Friday, December 3, 2021

Climate Of Worry, Con't

2021 will be the hottest year on record most likely, and December may be the most record-setting month of the year, with temps some 30 degrees above normal.
 
Winter, by the meteorological definition (Dec. 1 to Feb. 28), began Wednesday morning, but the weather is feeling more like mid-fall or mid-spring in many parts of the contiguous United States. High temperatures are set to spike 20 to 30 degrees or more above normal through Thursday, with the core of the unusual warmth over the eastern Rockies and the nation’s heartland. In much of this area, temperatures will swell into the 60s and 70s.

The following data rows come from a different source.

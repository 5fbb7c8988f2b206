//! Image records.

use rusqlite::{params, params_from_iter, Row};
use std::collections::HashMap;

use super::detections::{insert_detection, NewDetection};
use super::{optional, placeholders, Database};
use crate::error::{Error, Result};
use crate::geometry::Dimensions;

#[derive(Debug, Clone, PartialEq)]
pub struct Image {
    pub id: i64,
    pub original_name: String,
    /// Blob path relative to the storage root.
    pub path: String,
    /// Logical width/height: the frame of reference for stored detections.
    pub width: u32,
    pub height: u32,
    pub is_generated: bool,
    pub parent_image_id: Option<i64>,
    pub created_at: String,
}

impl Image {
    pub fn dimensions(&self) -> Dimensions {
        Dimensions::new(self.width, self.height)
    }
}

#[derive(Debug, Clone)]
pub struct NewImage {
    pub original_name: String,
    pub path: String,
    pub dimensions: Dimensions,
    pub is_generated: bool,
    pub parent_image_id: Option<i64>,
}

const IMAGE_COLUMNS: &str =
    "id, original_name, path, width, height, is_generated, parent_image_id, created_at";

fn image_from_row(row: &Row<'_>) -> rusqlite::Result<Image> {
    Ok(Image {
        id: row.get(0)?,
        original_name: row.get(1)?,
        path: row.get(2)?,
        width: row.get(3)?,
        height: row.get(4)?,
        is_generated: row.get(5)?,
        parent_image_id: row.get(6)?,
        created_at: row.get(7)?,
    })
}

impl Database {
    /// Insert an image together with its detections in one transaction.
    ///
    /// Detection boxes are clamped into the image's logical space and
    /// confidences into `[0, 1]`; nothing is rejected for being out of range.
    pub fn insert_image(&self, image: &NewImage, detections: &[NewDetection]) -> Result<i64> {
        if image.dimensions.is_empty() {
            return Err(Error::ValidationFailure(format!(
                "image {} has empty dimensions {}x{}",
                image.original_name, image.dimensions.width, image.dimensions.height
            )));
        }

        let tx = self.conn.unchecked_transaction()?;
        tx.execute(
            r#"
            INSERT INTO images (original_name, path, width, height, is_generated, parent_image_id)
            VALUES (?, ?, ?, ?, ?, ?)
            "#,
            params![
                image.original_name,
                image.path,
                image.dimensions.width,
                image.dimensions.height,
                image.is_generated,
                image.parent_image_id,
            ],
        )?;
        let image_id = tx.last_insert_rowid();

        for detection in detections {
            insert_detection(&tx, image_id, image.dimensions, detection)?;
        }

        tx.commit()?;
        Ok(image_id)
    }

    pub fn get_image(&self, image_id: i64) -> Result<Option<Image>> {
        optional(self.conn.query_row(
            &format!("SELECT {} FROM images WHERE id = ?", IMAGE_COLUMNS),
            [image_id],
            image_from_row,
        ))
    }

    pub fn require_image(&self, image_id: i64) -> Result<Image> {
        self.get_image(image_id)?.ok_or(Error::NotFound {
            entity: "image",
            id: image_id,
        })
    }

    /// Newest first.
    pub fn list_images(&self) -> Result<Vec<Image>> {
        let mut stmt = self.conn.prepare(&format!(
            "SELECT {} FROM images ORDER BY id DESC",
            IMAGE_COLUMNS
        ))?;
        let images = stmt
            .query_map([], image_from_row)?
            .collect::<rusqlite::Result<Vec<_>>>()?;
        Ok(images)
    }

    /// Fetch a set of images in one query, keyed by id. Unknown ids are absent.
    pub fn images_by_ids(&self, ids: &[i64]) -> Result<HashMap<i64, Image>> {
        if ids.is_empty() {
            return Ok(HashMap::new());
        }

        let mut stmt = self.conn.prepare(&format!(
            "SELECT {} FROM images WHERE id IN ({})",
            IMAGE_COLUMNS,
            placeholders(ids.len())
        ))?;
        let images = stmt
            .query_map(params_from_iter(ids.iter()), image_from_row)?
            .map(|r| r.map(|image| (image.id, image)))
            .collect::<rusqlite::Result<HashMap<_, _>>>()?;
        Ok(images)
    }

    /// Delete an image record. Detections and descriptors cascade.
    pub fn delete_image(&self, image_id: i64) -> Result<bool> {
        let deleted = self
            .conn
            .execute("DELETE FROM images WHERE id = ?", [image_id])?;
        Ok(deleted > 0)
    }

    /// Number of image records stored at `path`. Identical uploads share a blob.
    pub fn count_images_at_path(&self, path: &str) -> Result<i64> {
        let count = self.conn.query_row(
            "SELECT COUNT(*) FROM images WHERE path = ?",
            [path],
            |row| row.get(0),
        )?;
        Ok(count)
    }

    pub fn count_images(&self) -> Result<i64> {
        let count = self
            .conn
            .query_row("SELECT COUNT(*) FROM images", [], |row| row.get(0))?;
        Ok(count)
    }
}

Through the end of the week, the National Weather Service projects 90 new record highs.

Though the intensity of the warmth will ease by the weekend, there are signs that milder-than-average weather could prevail over most of the Lower 48 into at least mid-December.

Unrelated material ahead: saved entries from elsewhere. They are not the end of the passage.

//! Derived images: resize a whole raster or crop one detection's region.
//!
//! Detection boxes live in the image's logical space. The stored raster may
//! decode to a different size, so crops are projected onto the decoded
//! pixels with [`map_to_raster`]. A derived image's logical and actual
//! dimensions are identical, and detections are never copied onto it.

use image::codecs::jpeg::JpegEncoder;
use image::imageops::FilterType;
use image::{DynamicImage, GenericImageView};
use std::io::Cursor;
use std::path::Path;

use crate::config::TransformConfig;
use crate::db::{Database, Image, NewImage};
use crate::error::{Error, Result};
use crate::geometry::{map_to_raster, Dimensions};
use crate::storage::{self, BlobStore};

#[derive(Debug, Clone, Copy, PartialEq, Eq)]
pub enum TransformRequest {
    /// Missing dimensions default to the decoded raster's own.
    Resize {
        width: Option<u32>,
        height: Option<u32>,
    },
    Crop { detection_id: Option<i64> },
}

pub struct TransformEngine<'a> {
    db: &'a Database,
    blobs: &'a dyn BlobStore,
    config: TransformConfig,
}

impl<'a> TransformEngine<'a> {
    pub fn new(db: &'a Database, blobs: &'a dyn BlobStore, config: TransformConfig) -> Self {
        Self { db, blobs, config }
    }

    pub fn resize(&self, image_id: i64, width: Option<u32>, height: Option<u32>) -> Result<Image> {
        self.apply(image_id, TransformRequest::Resize { width, height })
    }

    pub fn crop(&self, image_id: i64, detection_id: Option<i64>) -> Result<Image> {
        self.apply(image_id, TransformRequest::Crop { detection_id })
    }

    /// Derive a new image from `image_id` and record it.
    pub fn apply(&self, image_id: i64, request: TransformRequest) -> Result<Image> {
        let source = self.db.require_image(image_id)?;

        // Cheap argument checks come before touching the raster.
        let selection = match request {
            TransformRequest::Resize { width, height } => {
                self.check_dimension("width", width)?;
                self.check_dimension("height", height)?;
                None
            }
            TransformRequest::Crop { detection_id } => {
                let detection_id = detection_id.ok_or_else(|| {
                    Error::InvalidSelection("crop requires a detection".to_string())
                })?;
                let detection = self
                    .db
                    .get_detection(detection_id)?
                    .filter(|d| d.image_id == source.id)
                    .ok_or_else(|| {
                        Error::InvalidSelection(format!(
                            "detection {} does not belong to image {}",
                            detection_id, source.id
                        ))
                    })?;
                Some(detection)
            }
        };

        let raster = self.decode(&source)?;
        let (file_width, file_height) = raster.dimensions();
        let actual = Dimensions::new(file_width, file_height);

        let derived = match (request, selection) {
            (TransformRequest::Resize { width, height }, _) => {
                let target_w = width.unwrap_or(actual.width);
                let target_h = height.unwrap_or(actual.height);
                if (target_w, target_h) == (actual.width, actual.height) {
                    raster
                } else {
                    raster.resize_exact(target_w, target_h, FilterType::CatmullRom)
                }
            }
            (TransformRequest::Crop { .. }, Some(detection)) => {
                let region = map_to_raster(&detection.bbox, source.dimensions(), actual)?;
                tracing::debug!(
                    image_id,
                    detection_id = detection.id,
                    x = region.x,
                    y = region.y,
                    width = region.width,
                    height = region.height,
                    "Mapped crop region"
                );
                raster.crop_imm(region.x, region.y, region.width, region.height)
            }
            (TransformRequest::Crop { .. }, None) => {
                return Err(Error::InvalidSelection("crop requires a detection".to_string()))
            }
        };

        self.store(&source, derived)
    }

    fn check_dimension(&self, name: &str, value: Option<u32>) -> Result<()> {
        match value {
            Some(v) if v == 0 || v > self.config.max_dimension => Err(Error::ValidationFailure(
                format!("{} must be between 1 and {}, got {}", name, self.config.max_dimension, v),
            )),
            _ => Ok(()),
        }
    }

    fn decode(&self, source: &Image) -> Result<DynamicImage> {
        let unreadable = |reason: String| Error::SourceUnreadable {
            image_id: source.id,
            reason,
        };

        match self.blobs.exists(&source.path) {
            Ok(true) => {}
            Ok(false) => return Err(unreadable(format!("stored file {} is missing", source.path))),
            Err(e) => return Err(unreadable(e.to_string())),
        }

        let bytes = self
            .blobs
            .read(&source.path)
            .map_err(|e| unreadable(e.to_string()))?;
        image::load_from_memory(&bytes)
            .map_err(|e| unreadable(format!("cannot decode {}: {}", source.path, e)))
    }

    /// Encode as JPEG, write the blob, then record the image. The blob is
    /// removed again if the record cannot be written.
    fn store(&self, source: &Image, derived: DynamicImage) -> Result<Image> {
        let dimensions = Dimensions::new(derived.width(), derived.height());

        let mut buf = Cursor::new(Vec::new());
        let encoder = JpegEncoder::new_with_quality(&mut buf, self.config.jpeg_quality);
        DynamicImage::ImageRgb8(derived.to_rgb8())
            .write_with_encoder(encoder)
            .map_err(|e| Error::WriteFailed {
                path: source.path.clone(),
                reason: format!("JPEG encoding failed: {}", e),
            })?;
        let bytes = buf.into_inner();

        let path = format!(
            "images/generated_{}_{}.jpg",
            source.id,
            storage::content_tag(&bytes)
        );
        self.blobs
            .write(&path, &bytes)
            .map_err(|e| Error::WriteFailed {
                path: path.clone(),
                reason: e.to_string(),
            })?;

        let stem = Path::new(&source.original_name)
            .file_stem()
            .map(|s| s.to_string_lossy().to_string())
            .unwrap_or_else(|| format!("image_{}", source.id));
        let record = NewImage {
            original_name: format!("generated_{}.jpg", stem),
            path: path.clone(),
            dimensions,
            is_generated: true,
            parent_image_id: self.config.record_parent.then_some(source.id),
        };

        let image_id = match self.db.insert_image(&record, &[]) {
            Ok(id) => id,
            Err(e) => {
                let _ = self.blobs.delete(&path);
                return Err(e);
            }
        };

        tracing::info!(
            source_id = source.id,
            image_id,
            width = dimensions.width,
            height = dimensions.height,
            "Derived image stored"
        );
        self.db.require_image(image_id)
    }
}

Relatively cooler conditions will exist across portions of the Northeast and New England thanks to a steady stream of air filtering down from Canada and the north, but only that sliver of the country should experience the chill.

Warm, high pressure sprawled over the West has already led to numerous temperature records. On Sunday, 46 records were set from San Diego to Seattle.

On Tuesday, most of the records in the West were concentrated in California. San Jose soared to a record of 73 degrees. Modesto, Calif., and Palm Springs both soared to 91 degrees, the warmest spots in the nation. That tied a record in Palm Springs last set in 1949. Nearby Riverside and San Jacinto broke records at 89 and 87 degrees, respectively. Some of the warmth oozed east toward the southern Plains; Oklahoma City set a record high of 75 degrees.

The heat in California caps off one of its hottest and driest Novembers observed. Statewide rankings are still being compiled, but for many stations November was more than a degree warmer than previous records. Palm Springs had an average monthly temperature of 72.7 degrees, 1.8 degrees above its previous warmest November in 2017. The city didn’t see a stitch of rainfall all month long, which was also the case in Los Angeles, Santa Ana, Riverside and Victorville. San Diego reported a trace.
 
And of course all of this will only get worse in the months and years ahead.